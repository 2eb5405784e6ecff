// Copyright 2024 Build Core Contributors.
// Licensed under the Apache License, Version 2.0 (see LICENSE).

use common::ObjectType;
use hashing::{Digest, HashType};
use testutil::TestData;

use crate::large::LargeObjectError;
use crate::tree::{serialize_entries, TreeEntry};
use crate::{Storage, StorageConfig};

fn storage_at(dir: &std::path::Path, hash_type: HashType) -> Storage {
    let config = StorageConfig::builder()
        .build_root(dir.to_owned())
        .hash_type(hash_type)
        .build()
        .unwrap();
    Storage::new(config)
}

fn new_storage(hash_type: HashType) -> (tempfile::TempDir, Storage) {
    let dir = tempfile::TempDir::new().unwrap();
    let storage = storage_at(dir.path(), hash_type);
    (dir, storage)
}

#[tokio::test]
async fn store_and_read_blob() {
    let (_dir, storage) = new_storage(HashType::Native);
    let testdata = TestData::greeting();

    let digest = storage
        .cas()
        .store_blob_bytes(&testdata.bytes(), false)
        .await
        .unwrap();
    assert_eq!(digest, testdata.digest(storage.cas().hash_function()));

    let read = storage.cas().read_blob(&digest, false).await.unwrap();
    assert_eq!(read.unwrap(), testdata.bytes());
}

#[tokio::test]
async fn store_blob_is_idempotent() {
    let (_dir, storage) = new_storage(HashType::Native);
    let testdata = TestData::greeting();

    let first = storage
        .cas()
        .store_blob_bytes(&testdata.bytes(), false)
        .await
        .unwrap();
    let second = storage
        .cas()
        .store_blob_bytes(&testdata.bytes(), false)
        .await
        .unwrap();
    assert_eq!(first, second);
}

#[tokio::test]
async fn missing_blob_is_none() {
    let (_dir, storage) = new_storage(HashType::Compatible);
    let absent = TestData::catnip().digest(storage.cas().hash_function());
    assert!(storage.cas().blob_path(&absent, false).await.unwrap().is_none());
}

#[cfg(unix)]
#[tokio::test]
async fn executable_blobs_carry_exec_bits() {
    use std::os::unix::fs::PermissionsExt;

    let (_dir, storage) = new_storage(HashType::Native);
    let script = TestData::script();
    let digest = storage
        .cas()
        .store_blob_bytes(&script.bytes(), true)
        .await
        .unwrap();
    let path = storage.cas().blob_path(&digest, true).await.unwrap().unwrap();
    let mode = std::fs::metadata(&path).unwrap().permissions().mode();
    assert_eq!(mode & 0o111, 0o111);
}

#[tokio::test]
async fn blob_lookup_syncs_between_exec_areas() {
    let (_dir, storage) = new_storage(HashType::Native);
    let testdata = TestData::script();

    // Stored as non-executable, then requested as executable.
    let digest = storage
        .cas()
        .store_blob_bytes(&testdata.bytes(), false)
        .await
        .unwrap();
    let exec_path = storage.cas().blob_path(&digest, true).await.unwrap().unwrap();
    assert_eq!(std::fs::read(exec_path).unwrap(), testdata.bytes());
}

#[tokio::test]
async fn store_blob_from_file() {
    let (dir, storage) = new_storage(HashType::Compatible);
    let src = dir.path().join("input");
    std::fs::write(&src, b"file content").unwrap();

    let digest = storage
        .cas()
        .store_blob_file(&src, false, false)
        .await
        .unwrap();
    assert_eq!(
        digest,
        storage.cas().hash_function().hash_blob_data(b"file content"),
    );
    assert!(src.is_file());
    assert!(storage.cas().has_blob(&digest, false).await.unwrap());
}

#[tokio::test]
async fn tree_round_trip_native() {
    let (_dir, storage) = new_storage(HashType::Native);
    let hash_function = storage.cas().hash_function();

    let blob = storage
        .cas()
        .store_blob_bytes(&TestData::greeting().bytes(), false)
        .await
        .unwrap();
    let (tree_bytes, expected) = serialize_entries(
        hash_function,
        vec![TreeEntry::new("file".to_owned(), blob, ObjectType::File)],
    )
    .unwrap();

    let digest = storage.cas().store_tree_bytes(&tree_bytes).await.unwrap();
    assert_eq!(digest, expected);

    let entries = storage.cas().read_tree_entries(&digest).await.unwrap();
    assert_eq!(entries.len(), 1);
    assert_eq!(entries[0].name, "file");
    assert_eq!(entries[0].digest.hash, blob.hash);
}

#[tokio::test]
async fn size_unknown_tree_digests_are_readable_in_native_mode() {
    let (_dir, storage) = new_storage(HashType::Native);
    let (tree_bytes, digest) =
        serialize_entries(storage.cas().hash_function(), vec![]).unwrap();
    storage.cas().store_tree_bytes(&tree_bytes).await.unwrap();

    // Native-mode readers accept digests whose size is unknown.
    let unsized_digest = Digest::new(digest.hash, 0, true);
    assert!(storage.cas().tree_path(&unsized_digest).await.unwrap().is_some());
}

#[tokio::test]
async fn split_and_splice_round_trip() {
    let (_dir, storage) = new_storage(HashType::Native);
    let testdata = TestData::large(5 * 1024 * 1024);

    let digest = storage
        .cas()
        .store_blob_bytes(&testdata.bytes(), false)
        .await
        .unwrap();
    let parts = storage.cas().split_blob(&digest).await.unwrap();
    assert!(parts.len() > 1, "5 MiB must split into multiple chunks");

    // Every chunk is an ordinary CAS blob.
    for part in &parts {
        assert!(storage.cas().has_blob(part, false).await.unwrap());
    }

    // Splicing the recorded parts reproduces the object.
    let spliced = storage.cas().splice_blob(&digest, &parts).await.unwrap();
    assert_eq!(spliced, digest);
}

#[tokio::test]
async fn split_is_stable_across_calls() {
    let (_dir, storage) = new_storage(HashType::Compatible);
    let testdata = TestData::large(3 * 1024 * 1024);
    let digest = storage
        .cas()
        .store_blob_bytes(&testdata.bytes(), false)
        .await
        .unwrap();

    let first = storage.cas().split_blob(&digest).await.unwrap();
    let second = storage.cas().split_blob(&digest).await.unwrap();
    assert_eq!(first, second);
}

#[tokio::test]
async fn split_missing_blob_fails() {
    let (_dir, storage) = new_storage(HashType::Native);
    let absent = TestData::catnip().digest(storage.cas().hash_function());
    match storage.cas().split_blob(&absent).await {
        Err(LargeObjectError::FileNotFound(_)) => {}
        other => panic!("expected FileNotFound, got {other:?}"),
    }
}

#[tokio::test]
async fn splice_mismatch_is_rejected_and_recipe_dropped() {
    let (_dir, storage) = new_storage(HashType::Native);
    let testdata = TestData::large(3 * 1024 * 1024);
    let digest = storage
        .cas()
        .store_blob_bytes(&testdata.bytes(), false)
        .await
        .unwrap();
    let mut parts = storage.cas().split_blob(&digest).await.unwrap();

    // Drop a chunk: the splice result cannot match the requested digest.
    parts.pop();
    match storage.cas().splice_blob(&digest, &parts).await {
        Err(LargeObjectError::InvalidResult(_)) => {}
        other => panic!("expected InvalidResult, got {other:?}"),
    }
}

#[tokio::test]
async fn splice_with_missing_chunk_is_invalid_tree() {
    let (_dir, storage) = new_storage(HashType::Native);
    let present = storage
        .cas()
        .store_blob_bytes(&TestData::greeting().bytes(), false)
        .await
        .unwrap();
    let absent = TestData::catnip().digest(storage.cas().hash_function());
    match storage.cas().splice_blob(&present, &[absent]).await {
        Err(LargeObjectError::InvalidTree(_)) => {}
        other => panic!("expected InvalidTree, got {other:?}"),
    }
}

#[tokio::test]
async fn large_blob_is_reconstructed_from_recipe_after_file_loss() {
    let (_dir, storage) = new_storage(HashType::Native);
    let testdata = TestData::large(3 * 1024 * 1024);
    let digest = storage
        .cas()
        .store_blob_bytes(&testdata.bytes(), false)
        .await
        .unwrap();
    storage.cas().split_blob(&digest).await.unwrap();

    // Remove the stored file; the recipe plus chunks must still serve reads.
    let path = storage.cas().blob_path(&digest, false).await.unwrap().unwrap();
    let mut perms = std::fs::metadata(&path).unwrap().permissions();
    #[cfg(unix)]
    {
        use std::os::unix::fs::PermissionsExt;
        perms.set_mode(0o644);
    }
    std::fs::set_permissions(&path, perms).unwrap();
    std::fs::remove_file(&path).unwrap();

    let read = storage.cas().read_blob(&digest, false).await.unwrap();
    assert_eq!(read.unwrap(), testdata.bytes());
}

####################

_Your instructions_.
An exact, complete copy of the lines above from the one with "mode = std::fs::metadata(&path).unwrap().permissions().mode();" through the one with "let (dir, storage)" is the whole answer.

_Response_.
    let mode = std::fs::metadata(&path).unwrap().permissions().mode();
    assert_eq!(mode & 0o111, 0o111);
}

#[tokio::test]
async fn blob_lookup_syncs_between_exec_areas() {
    let (_dir, storage) = new_storage(HashType::Native);
    let testdata = TestData::script();

    // Stored as non-executable, then requested as executable.
    let digest = storage
        .cas()
        .store_blob_bytes(&testdata.bytes(), false)
        .await
        .unwrap();
    let exec_path = storage.cas().blob_path(&digest, true).await.unwrap().unwrap();
    assert_eq!(std::fs::read(exec_path).unwrap(), testdata.bytes());
}

#[tokio::test]
async fn store_blob_from_file() {
    let (dir, storage) = new_storage(HashType::Compatible);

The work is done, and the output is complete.